RAID Explained (Simplified)

Whether it be an SSD, HDD, or a USB flash drive, all storage devices will stop working eventually. Data loss can be critical in any scenario. You might lose personal files like family pictures or important work documents. You can prevent data loss by splitting the job of storage onto multiple storage devices. A RAID(Redundant Array of Inexpensive Disks) configuration can make this easy and time-saving.

Disclaimer

By saying, "backup", I simply mean a copy of data. This post is extremely simplified and was made for the non-tech-savvy viewers. I will only explain RAID 0, 1, 5, 6, and 10 because I feel they are best for the common person. This may be helpful if all you plan to store is your scanned papers, personal photos, personal videos, and other minor files. Consult a storage engineer.

RAID 0

All drives basically merge into a single hard drive volume.
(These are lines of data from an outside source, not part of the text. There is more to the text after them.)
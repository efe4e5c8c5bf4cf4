use std::sync::OnceLock;

use chrono::{Datelike, Local, NaiveDate};
use regex::Regex;

use crate::errors::ValidationError;
use crate::model::{Bike, Owner, Revision};

/// Earliest accepted manufacture year
pub const MIN_YEAR: i32 = 1990;

/// One or more words separated by ASCII whitespace, each an uppercase
/// letter followed by lowercase letters only. Latin-1 accented letters, Ñ
/// and Ç included.
const TITLE_CASE_PATTERN: &str =
    r"^[A-ZÀ-ÖØ-Ý][a-zß-öø-ÿ]*((?-u:\s)+[A-ZÀ-ÖØ-Ý][a-zß-öø-ÿ]*)*$";
const PHONE_PATTERN: &str = r"^[0-9]{9}$";
const EMAIL_PATTERN: &str = r"^[^@ \t\n\x0B\x0C\r]+@[^ \t\n\x0B\x0C\r]+$";
/// Zero-padded `YYYY-MM-DD`
const DATE_PATTERN: &str = r"^[0-9]{4}-[0-9]{2}-[0-9]{2}$";

fn title_case_regex() -> &'static Regex {
    static RE: OnceLock<Regex> = OnceLock::new();
    RE.get_or_init(|| Regex::new(TITLE_CASE_PATTERN).expect("title-case pattern is valid"))
}

fn phone_regex() -> &'static Regex {
    static RE: OnceLock<Regex> = OnceLock::new();
    RE.get_or_init(|| Regex::new(PHONE_PATTERN).expect("phone pattern is valid"))
}

fn email_regex() -> &'static Regex {
    static RE: OnceLock<Regex> = OnceLock::new();
    RE.get_or_init(|| Regex::new(EMAIL_PATTERN).expect("email pattern is valid"))
}

fn date_regex() -> &'static Regex {
    static RE: OnceLock<Regex> = OnceLock::new();
    RE.get_or_init(|| Regex::new(DATE_PATTERN).expect("date pattern is valid"))
}

/// Current calendar year in local time
pub fn current_year() -> i32 {
    Local::now().year()
}

/// Check that `value` is one or more capitalized words
///
/// Blank input never matches.
pub fn validate_title_case(value: &str) -> bool {
    title_case_regex().is_match(value)
}

/// Check that `value` is exactly nine digits
pub fn validate_phone(value: &str) -> bool {
    phone_regex().is_match(value)
}

/// Check for a non-empty local part, an `@`, and something after it
pub fn validate_email(value: &str) -> bool {
    email_regex().is_match(value)
}

/// Check that `year` lies in `MIN_YEAR..=current_year`
pub fn validate_year(year: i32, current_year: i32) -> bool {
    (MIN_YEAR..=current_year).contains(&year)
}

/// Check for a finite, strictly positive amount (weight, price)
pub fn validate_positive(value: f64) -> bool {
    value.is_finite() && value > 0.0
}

/// Parse an ISO `YYYY-MM-DD` revision date
///
/// # Errors
/// `ValidationError::RevisionDate` (code 31) when the text is not a real
/// calendar date in that format.
pub fn parse_revision_date(value: &str) -> Result<NaiveDate, ValidationError> {
    let invalid = || ValidationError::RevisionDate {
        value: value.to_string(),
    };
    // chrono accepts unpadded fields such as 2024-3-5
    if !date_regex().is_match(value) {
        return Err(invalid());
    }
    NaiveDate::parse_from_str(value, "%Y-%m-%d").map_err(|_| invalid())
}

/// Validate an owner candidate
///
/// Fields are checked in order (name, surname, phone, email); the first
/// failure is returned.
///
/// # Errors
/// Codes 11 to 14.
pub fn validate_owner(owner: &Owner) -> Result<(), ValidationError> {
    if !validate_title_case(&owner.name) {
        return Err(ValidationError::OwnerName {
            value: owner.name.clone(),
        });
    }
    if !validate_title_case(&owner.surname) {
        return Err(ValidationError::OwnerSurname {
            value: owner.surname.clone(),
        });
    }
    if !validate_phone(&owner.phone) {
        return Err(ValidationError::Phone {
            value: owner.phone.clone(),
        });
    }
    if !validate_email(&owner.email) {
        return Err(ValidationError::Email {
            value: owner.email.clone(),
        });
    }
    Ok(())
}

/// Validate a bike candidate against the current calendar year
///
/// # Errors
/// Codes 21 to 24.
pub fn validate_bike(bike: &Bike) -> Result<(), ValidationError> {
    validate_bike_at(bike, current_year())
}

/// Validate a bike candidate against an explicit `current_year`
///
/// The owner reference is not re-validated here; it is checked by the store
/// when the bike is saved.
///
/// # Errors
/// Codes 21 to 24.
pub fn validate_bike_at(bike: &Bike, current_year: i32) -> Result<(), ValidationError> {
    if !validate_title_case(&bike.brand) {
        return Err(ValidationError::BikeBrand {
            value: bike.brand.clone(),
        });
    }
    if !validate_title_case(&bike.model) {
        return Err(ValidationError::BikeModel {
            value: bike.model.clone(),
        });
    }
    if !validate_year(bike.year, current_year) {
        return Err(ValidationError::Year {
            value: bike.year.to_string(),
            min: MIN_YEAR,
            max: current_year,
        });
    }
    if !validate_positive(bike.weight) {
        return Err(ValidationError::Weight {
            value: bike.weight.to_string(),
        });
    }
    Ok(())
}

/// Validate a revision candidate
///
/// The date is already typed here; textual dates go through
/// [`parse_revision_date`] first.
///
/// # Errors
/// Codes 32 and 33.
pub fn validate_revision(revision: &Revision) -> Result<(), ValidationError> {
    if !validate_title_case(&revision.description) {
        return Err(ValidationError::RevisionDescription {
            value: revision.description.clone(),
        });
    }
    if !validate_positive(revision.price) {
        return Err(ValidationError::RevisionPrice {
            value: revision.price.to_string(),
        });
    }
    Ok(())
}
For each storage device in the array, it will show up as one storage device on your computer. If one of the drives fails, you don't just lose the data contained in the failed drive, you lose the data in all drives.

You are not protected from data loss with RAID 0. Although this sounds pointless in terms of backing up your data, combining RAID setups like seen in RAID 10 is where RAID 0 shines.
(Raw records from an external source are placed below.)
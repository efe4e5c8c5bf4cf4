//! Bikeshop Core - entities, rules and orchestration
//!
//! This crate provides the behavioral core of the bike shop registry:
//! - Owner, Bike and Revision models
//! - Field validation rules with stable numeric codes
//! - The `Repository<T>` contract and an in-memory reference store
//! - Input forms and controllers for the insert / update / delete flows
//! - The structured error and logging facilities shared by every crate

pub mod controller;
pub mod errors;
pub mod logging_facility;
pub mod model;
pub mod ops;
pub mod policy;
pub mod repo;
pub mod rules;

/// Re-exported for the logging macros
pub use bikeshop_core_types as core_types;

// Re-export commonly used types
pub use controller::{
    BikeController, BikeForm, OwnerController, OwnerForm, RevisionController, RevisionForm,
};
pub use errors::{ExError, ExErrorKind, Result, ValidationError};
pub use model::{Bike, BikeType, Carbon, EntityId, Owner, Revision};
pub use ops::MemoryStore;
pub use policy::DeletePolicy;
pub use repo::Repository;
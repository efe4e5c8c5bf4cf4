//! Structured logging facility for bikeshop
//!
//! This module provides a canonical logging facility with:
//! - Single initialization point via `init(profile)`
//! - Structured logging macros (`log_op_start!`, `log_op_end!`, `log_op_error!`)
//! - Test capture mode for deterministic assertions
//!
//! # Usage
//!
//! ```rust
//! use bikeshop_core::logging_facility::{init, Profile};
//!
//! // Initialize once at application startup
//! init(Profile::Development);
//! ```
//!
//! # Logging Macros
//!
//! - `log_op_start!(op, ...)` - Log operation start
//! - `log_op_end!(op, duration_ms = ...)` - Log operation end
//! - `log_op_error!(op, err, duration_ms = ...)` - Log operation error
//!
//! Owner phone numbers and emails are personal data. Log them only wrapped
//! in [`Sensitive`](crate::core_types::Sensitive).

pub mod init;
pub mod macros;
pub mod test_capture;

pub use init::{init, Profile};
pub use test_capture::{init_test_capture, CapturedEvent, TestCapture};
This requires at least two drives.

RAID 1

Imagine you have two hard drives. When writing to your storage, e.g saving a file, the data will be written to both hard drives. The two drives contain the same data. This means that if one of your hard drives breaks/fails, you still have a copy. This also implies that at most, only half of your total storage space will be usable.
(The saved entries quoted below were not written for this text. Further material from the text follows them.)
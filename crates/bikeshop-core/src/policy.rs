//! Delete policy for parent rows that still have children
//!
//! The policy is chosen once, when a store is constructed. Callers never
//! decide it per delete.

use std::fmt;
use std::str::FromStr;

use serde::{Deserialize, Serialize};

use crate::errors::{ExError, ExErrorKind};

/// What a store does when asked to delete a referenced row
///
/// | Target | `Restrict` | `Cascade` |
/// |---|---|---|
/// | owner with bikes | `ReferentialConflict` | `ReferentialConflict` |
/// | bike with revisions | `ReferentialConflict` | bike and its revisions removed |
///
/// Owners are never cascaded.
///
/// # Example
/// ```
/// use bikeshop_core::policy::DeletePolicy;
///
/// assert_eq!(DeletePolicy::default(), DeletePolicy::Restrict);
/// assert_eq!("cascade".parse::<DeletePolicy>().unwrap(), DeletePolicy::Cascade);
/// assert!(DeletePolicy::Cascade.cascades_revisions());
/// ```
#[derive(Debug, Clone, Copy, PartialEq, Eq, Hash, Default, Serialize, Deserialize)]
#[serde(rename_all = "lowercase")]
pub enum DeletePolicy {
    /// Refuse the delete while children exist
    #[default]
    Restrict,
    /// Remove a bike's revisions together with the bike
    Cascade,
}

impl DeletePolicy {
    pub fn as_str(&self) -> &'static str {
        match self {
            DeletePolicy::Restrict => "restrict",
            DeletePolicy::Cascade => "cascade",
        }
    }

    /// True when deleting a bike also deletes its revisions
    pub fn cascades_revisions(&self) -> bool {
        matches!(self, DeletePolicy::Cascade)
    }
}

impl fmt::Display for DeletePolicy {
    fn fmt(&self, f: &mut fmt::Formatter<'_>) -> fmt::Result {
        f.write_str(self.as_str())
    }
}

impl FromStr for DeletePolicy {
    type Err = ExError;

    fn from_str(s: &str) -> Result<Self, Self::Err> {
        match s.trim().to_ascii_lowercase().as_str() {
            "restrict" => Ok(DeletePolicy::Restrict),
            "cascade" => Ok(DeletePolicy::Cascade),
            other => Err(ExError::new(ExErrorKind::Config).with_message(format!(
                "Unknown delete policy '{}': expected restrict or cascade",
                other
            ))),
        }
    }
}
To increase your peace of mind, you can add more drives to the array. The more drives you have, the more copies of data you have. You can have up to 32 storage drives in the array, meaning 32 copies of the same data. The chances of all drives failing to get lower as you add more. So long as you have at least one drive alive, you still have all of your data. Adding more drives also means your write speeds will decrease because the computer will be writing a multiplied volume of data.


Adding more drives means more redundant drives, not more usable storage space.

This requires at least two drives.

RAID 5

Like RAID 0, all of the drives are merged so that your computer will only see one storage volume. The difference is RAID 5 can tolerate the failure of one drive. If one drive is lost, you are still able to access your data. There is failure tolerance because the data is backed up through reserved storage space. Because some storage space is reserved, you will be left with less usable storage space compared to RAID 0.

This requires at least three drives.

RAID 6

This behaves almost everything like RAID 5. While RAID 5 only tolerates the loss of one drive, RAID 6 tolerates the loss of two drives.

This requires at least four drives.

RAID 10

RAID 10 is basically RAID 1 configurations inside of a RAID 0 configuration.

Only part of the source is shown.